Add graph batching support to `dgl.knn_graph()`
🚀 Feature
Adding graph batching support to dgl.knn_graph()
Motivation
Being able to provide a batch of coordinates/features to knn_graph() would allow users to develop much more efficient graph construction pipelines in their projects.
Hi, if your scenario is to speedup the data pipeline for preparing batched graph from coordinates/features, then GraphDataLoader is designed for that. The design follows PyTorch's DataLoader. You can define your own Dataset with the __getitem__ function returns one graph constructed from the coordinates. The dataloader will automatically batch the graphs and the pipeline can be further accelerated by multi-processing (using the num_workers argument).
Hi, @jermainewang. Thanks for your quick response.
This sounds like a good solution for use cases where we are only constructing our input DGLGraphs once, before the forward pass of our model. However, in the use case I have in mind, I actually need to reconstruct my DGLGraph batches multiple times during a single forward pass of my model. That's why I am looking to find a convenient way of constructing knn_graphs using a batch of node coordinates (e.g., where node coordinates is a Tensor of size [B, N, 3]).
Do you know of any ways to accomplish batched construction of knn_graphs in DGL without the use of a GraphDataLoader?

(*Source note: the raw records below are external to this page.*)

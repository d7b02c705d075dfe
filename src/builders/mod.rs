//! Builders to construct the executor from configuration.

pub mod executor_builder;

pub use executor_builder::ExecutorBuilder;
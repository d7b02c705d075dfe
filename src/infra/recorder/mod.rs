//! Recorder backends.

pub mod memory;

pub use memory::MemRecorder;
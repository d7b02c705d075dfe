//! Catalog and wire models consumed by the executor.
//!
//! Packages arrive as immutable snapshots from the catalog service. The
//! executor never mutates them; it derives Events, Modules and Processes from
//! them and throws the derived state away on every update.

use chrono::{DateTime, Utc};
use serde::{Deserialize, Serialize};

/// Queue id suffix marking a sink that receives successful results.
pub const OK_QUEUE_SUFFIX: &str = "_ok";
/// Queue id suffix marking a sink that receives failed results.
pub const ERROR_QUEUE_SUFFIX: &str = "_error";
/// Return code a module uses to report success.
pub const NO_ERROR: u64 = 0;

/// A queue declared by a package.
#[derive(Debug, Clone, PartialEq, Eq, Serialize, Deserialize)]
pub struct QueueDef {
    /// Queue identifier, unique within the tenant.
    pub id: String,
    /// Human readable name.
    #[serde(default)]
    pub name: String,
}

impl QueueDef {
    /// Create a queue definition.
    pub fn new(id: impl Into<String>, name: impl Into<String>) -> Self {
        Self {
            id: id.into(),
            name: name.into(),
        }
    }

    /// Whether this queue only receives routed results and must never be polled.
    pub fn is_sink(&self) -> bool {
        self.id.ends_with(OK_QUEUE_SUFFIX) || self.id.ends_with(ERROR_QUEUE_SUFFIX)
    }
}

/// An event declared by a package.
#[derive(Debug, Clone, PartialEq, Eq, Serialize, Deserialize)]
pub struct EventDef {
    /// Event identifier; dequeued items select their event by this id.
    pub id: String,
    /// Human readable name.
    #[serde(default)]
    pub name: String,
    /// Queue that receives items for this event.
    pub supplier_queue: String,
    /// Runtime executing this event's job.
    #[serde(default)]
    pub runtime: String,
}

impl EventDef {
    /// Create an event definition bound to a supplier queue and runtime.
    pub fn new(
        id: impl Into<String>,
        supplier_queue: impl Into<String>,
        runtime: impl Into<String>,
    ) -> Self {
        let id = id.into();
        Self {
            name: id.clone(),
            id,
            supplier_queue: supplier_queue.into(),
            runtime: runtime.into(),
        }
    }
}

/// Success/failure routing rule of a job.
#[derive(Debug, Clone, PartialEq, Eq, Serialize, Deserialize)]
pub struct ResultDef {
    /// Target when the module returns [`NO_ERROR`].
    pub ok: EventDef,
    /// Target for every other return code.
    pub error: EventDef,
}

impl ResultDef {
    /// Pick the routing target for a return code.
    pub const fn target(&self, code: u64) -> &EventDef {
        if code == NO_ERROR {
            &self.ok
        } else {
            &self.error
        }
    }
}

/// A job: the event it handles and where its outcome goes.
#[derive(Debug, Clone, PartialEq, Eq, Serialize, Deserialize)]
pub struct JobDef {
    /// Event consumed by the job.
    pub event: EventDef,
    /// Routing rule for the job's outcome.
    pub result: ResultDef,
}

/// A runtime declaration: which module blob to load and which function to call.
#[derive(Debug, Clone, PartialEq, Eq, Serialize, Deserialize)]
pub struct RuntimeDef {
    /// Runtime identifier referenced by [`EventDef::runtime`].
    pub id: String,
    /// Human readable name.
    #[serde(default)]
    pub name: String,
    /// Name of the module blob in the repo service.
    pub module_ref: String,
    /// Entry function; the configured default applies when absent.
    #[serde(default)]
    pub main_func: Option<String>,
}

/// A tenant's deployable unit.
#[derive(Debug, Clone, PartialEq, Eq, Serialize, Deserialize)]
pub struct Package {
    /// Package identifier, unique within the tenant.
    pub id: String,
    /// Owning tenant.
    pub tenant: String,
    /// Human readable name.
    #[serde(default)]
    pub name: String,
    /// Declared queues, sinks included.
    #[serde(default)]
    pub queues: Vec<QueueDef>,
    /// Declared jobs.
    #[serde(default)]
    pub jobs: Vec<JobDef>,
    /// Declared runtimes.
    #[serde(default)]
    pub runtimes: Vec<RuntimeDef>,
}

impl Package {
    /// Queues that get a polling Process.
    pub fn pollable_queues(&self) -> impl Iterator<Item = &QueueDef> {
        self.queues.iter().filter(|q| !q.is_sink())
    }

    /// Look up a runtime by id.
    pub fn runtime(&self, id: &str) -> Option<&RuntimeDef> {
        self.runtimes.iter().find(|r| r.id == id)
    }
}

/// Kind of catalog change.
#[derive(Debug, Clone, Copy, PartialEq, Eq, Serialize, Deserialize)]
#[serde(rename_all = "snake_case")]
pub enum UpdateKind {
    /// Package deployed.
    New,
    /// Package redeployed.
    Update,
    /// Package removed.
    Delete,
}

/// A change notification from the catalog stream.
#[derive(Debug, Clone, PartialEq, Eq, Serialize, Deserialize)]
pub struct PackageUpdate {
    /// What happened.
    pub kind: UpdateKind,
    /// The package snapshot after (or, for deletes, before) the change.
    pub package: Package,
}

/// An item held by the queue service.
#[derive(Debug, Clone, PartialEq, Eq, Serialize, Deserialize)]
pub struct QueueItem {
    /// Event id selecting the handler.
    pub event: String,
    /// Opaque payload.
    pub data: Vec<u8>,
}

impl QueueItem {
    /// Create an item.
    pub fn new(event: impl Into<String>, data: impl Into<Vec<u8>>) -> Self {
        Self {
            event: event.into(),
            data: data.into(),
        }
    }
}

/// Kind of a recorded result.
#[derive(Debug, Clone, Copy, PartialEq, Eq, Serialize, Deserialize)]
#[serde(rename_all = "snake_case")]
pub enum JobResultKind {
    /// A log line emitted from inside sandboxed code.
    Log,
    /// The outcome of one execution.
    Result,
}

impl JobResultKind {
    /// Short description stored alongside the kind.
    pub const fn description(self) -> &'static str {
        match self {
            Self::Log => "log",
            Self::Result => "result",
        }
    }
}

/// Outcome payload shared by recorder records and routed queue items.
#[derive(Debug, Clone, PartialEq, Eq, Serialize, Deserialize)]
pub struct JobResult {
    /// Record kind.
    #[serde(rename = "type")]
    pub kind: JobResultKind,
    /// Return code, or log level for [`JobResultKind::Log`].
    pub code: u64,
    /// Result string or log message.
    #[serde(default)]
    pub message: String,
}

/// One record for the recorder service.
#[derive(Debug, Clone, PartialEq, Eq, Serialize, Deserialize)]
pub struct JobExecution {
    /// Event id.
    pub event: String,
    /// Tenant id.
    pub tenant: String,
    /// Queue the item came from; empty for log records.
    pub queue: String,
    /// When the record was produced.
    pub date: DateTime<Utc>,
    /// Host that produced the record.
    pub server: String,
    /// Outcome.
    pub result: JobResult,
}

Is N very large in your case? If not, perhaps you could try to compute a pair-wise distance tensor (of shape [B, N, N]) using tensor operators and then use topk to find the indices of the closest neighbors of each node in the batch. You an then use the indices to construct batched graph.
cc the authors of knn_graph @hetong007 @lygztq to see if there are other good ideas.
Hi, if your input is a 3D tensor (e.g. [B, N, 3]), I think you can get a batched graph by knn_graphs. You can find an example at the end of the doc here
If your input is not padded, say you have a set of input ([N1, 3], [N2, 3], ...), you can also use the dgl.segmented_knn_graph.
Hi, @jermainewang and @lygztq. Thank you very much for your ideas here. To the best of my knowledge, the knn_graph() and segmented_knn_graph() functions both return combined graphs without batch metadata (i.e., without batch_num_nodes and batch_num_edges). This would be problematic for the DGL use case I have in mind. Do you know of any DGL-streamlined approaches to batching individual subgraphs quickly and efficiently?
@amorehead To workaround the issue, you can use set_batch_num_nodes and set_batch_num_edges to override those information manually. There is an ongoing PR to fix this issue.